I think somebody pointed it out to me and I was like, "Oh, he's the opposite of Luke." Luke is dying to get off the planet and get off his little desert moisture farm and see the galaxy and Ram is not.
Is there a character in the High Republic that you haven't gotten a chance to write yet that you really want to?
It was the crew of The Vessel, but I wrote them in the last cycle of High Republic Adventures. Who else? I always forget his name, the Blade of Bardotta. Porter Engle, definitely one of my favorite characters. I would love to slip him into something because he's so great and weird and fun to write, so we'll see.
How concerned about Yoda should I be? Because I'm pretty concerned.
Thank you. You should be more concerned.
Nobody's really talking about it. We know he lives, but…
Right, but he blew up.
Did he? See, I’m concerned.
I appreciate that. I do get that we all know that he lives… however, he's gone. He's been gone at this point for months. Y'all might not be worried about him, but the Padawans are worried about him. They haven't seen the movies. We should all be worried about Yoda is what I'm trying to say, because I'm worried about him.
I'm very worried about him.
I can’t not mention Peekpa the Ewok slicer from your Star Wars: Last Shot. Is there any hope of seeing them again?
Oh, I hope so… I can say that as long as I'm writing Star Wars, there is hope for more Peekpa material for sure.
My other favorite part of that book was when you had young Ben Solo almost killed by a culinary droid.
When you put it like that.
If we're not having that level of fun in Star Wars, then what are we doing?
I had a great time writing that, I can say that.
I mentioned Elzar Mann earlier, and this is now a necessary question for anybody High Republic-related.
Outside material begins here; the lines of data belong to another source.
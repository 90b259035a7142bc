//! Mission runtime for voxel agents.
//!
//! A [`Mission`] compiles every agent's goals up front, then runs one [`AgentRunner`] task
//! per agent. Each runner pulls observation frames from its own [`WorldConnection`], ticks
//! its tree once per frame and streams [`AgentReport`]s back. The mission stops when every
//! agent is done or any agent ends the mission, and returns a [`MissionSummary`].

#![forbid(unsafe_code)]

pub mod config;
pub mod connection;
pub mod error;
pub mod orchestrator;
pub mod report;
pub mod runner;

pub use config::{AgentConfig, MissionConfig};
pub use connection::{Frame, WorldConnection};
pub use error::{MissionError, WorldConnectionFault};
pub use orchestrator::Mission;
pub use report::{AgentOutcome, AgentReport, MissionSummary, RunningState};
pub use runner::AgentRunner;
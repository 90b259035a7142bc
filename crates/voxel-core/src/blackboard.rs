use std::fmt;
use std::sync::Arc;

use dashmap::DashMap;

#[cfg(feature = "serde")]
use serde::{Deserialize, Serialize};

/// Value stored on a blackboard channel.
#[derive(Debug, Clone, PartialEq, Eq, Hash)]
#[cfg_attr(feature = "serde", derive(Serialize, Deserialize), serde(untagged))]
pub enum BbValue {
    Flag(bool),
    Text(String),
}

impl BbValue {
    pub const FALSE: BbValue = BbValue::Flag(false);

    pub fn text(value: impl Into<String>) -> Self {
        BbValue::Text(value.into())
    }
}

impl From<bool> for BbValue {
    fn from(value: bool) -> Self {
        BbValue::Flag(value)
    }
}

impl From<&str> for BbValue {
    fn from(value: &str) -> Self {
        BbValue::Text(value.to_owned())
    }
}

impl fmt::Display for BbValue {
    fn fmt(&self, f: &mut fmt::Formatter<'_>) -> fmt::Result {
        match self {
            BbValue::Flag(v) => write!(f, "{v}"),
            BbValue::Text(v) => f.write_str(v),
        }
    }
}

/// Mission-scoped channel store shared by every agent task.
///
/// Cloning yields another handle to the same store. Each `set` is a single-key upsert; there
/// is no ordering between writers beyond last-writer-wins.
#[derive(Debug, Clone, Default)]
pub struct Blackboard {
    values: Arc<DashMap<String, BbValue>>,
}

impl Blackboard {
    pub fn new() -> Self {
        Self::default()
    }

    pub fn get(&self, channel: &str, default: BbValue) -> BbValue {
        self.values
            .get(channel)
            .map(|v| v.value().clone())
            .unwrap_or(default)
    }

    /// Read with the coordination default of `false` for unwritten channels.
    pub fn read(&self, channel: &str) -> BbValue {
        self.get(channel, BbValue::FALSE)
    }

    pub fn set(&self, channel: impl Into<String>, value: impl Into<BbValue>) {
        self.values.insert(channel.into(), value.into());
    }

    pub fn contains(&self, channel: &str) -> bool {
        self.values.contains_key(channel)
    }

    pub fn remove(&self, channel: &str) -> Option<BbValue> {
        self.values.remove(channel).map(|(_, v)| v)
    }

    pub fn clear(&self) {
        self.values.clear();
    }

    pub fn len(&self) -> usize {
        self.values.len()
    }

    pub fn is_empty(&self) -> bool {
        self.values.is_empty()
    }
}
How many problems do you think would be rectified if Jedi were allowed to marry?
That's a really interesting question. I think it's less about marriage and more about our understanding of what attachment means, right? That's definitely an underlying theme of everything I do in Star Wars, especially with Jedi, is getting deep into that question. What's really cool in the High Republic era is that because these are Jedi who came up in a time of peace and not war, they get to deal with those questions much more thoughtfully and with much more exploration and thought and consideration than the Jedi who we know from the prequel era who are pretty much a wartime priesthood. They don't have the luxury of having lots of different interpretations of the force, at least they don't think they do. So we get a much more rigid Jedi Order than the one from the High Republic.
So its been really cool not only to write different Jedi with different understandings of interpretations of that particular guideline, let's call it, but also reading my fellow writers' understanding of it, and different Jedi with different understandings of it, and how they clash and are in discourse with each other and everything else. What does it mean, and what do we do with it? There's a lot of conversations to be had. I try to have them in the work coming out now, and the upcoming work.
What can fans look forward to when it comes to Wave 3? What are you really excited about?
Wave 3 just escalates and expands. The stakes are raised in every possible way. There are new characters that come into play, and they're really exciting new characters. We meet one of them in this current issue, who's one of my favorite Jedi that I've ever come up with. She has a really cool lightsaber which is the first time I got to design a lightsaber, which I'm really excited about. We already have met so many amazing High Republic characters, and there's more to come. Everything just gets bigger, and cooler, and more dangerous... and more intense.
Issue #8 of Star Wars: The High Republic Adventures is now available from IDW. For light and life.
This interview was edited for length and clarity.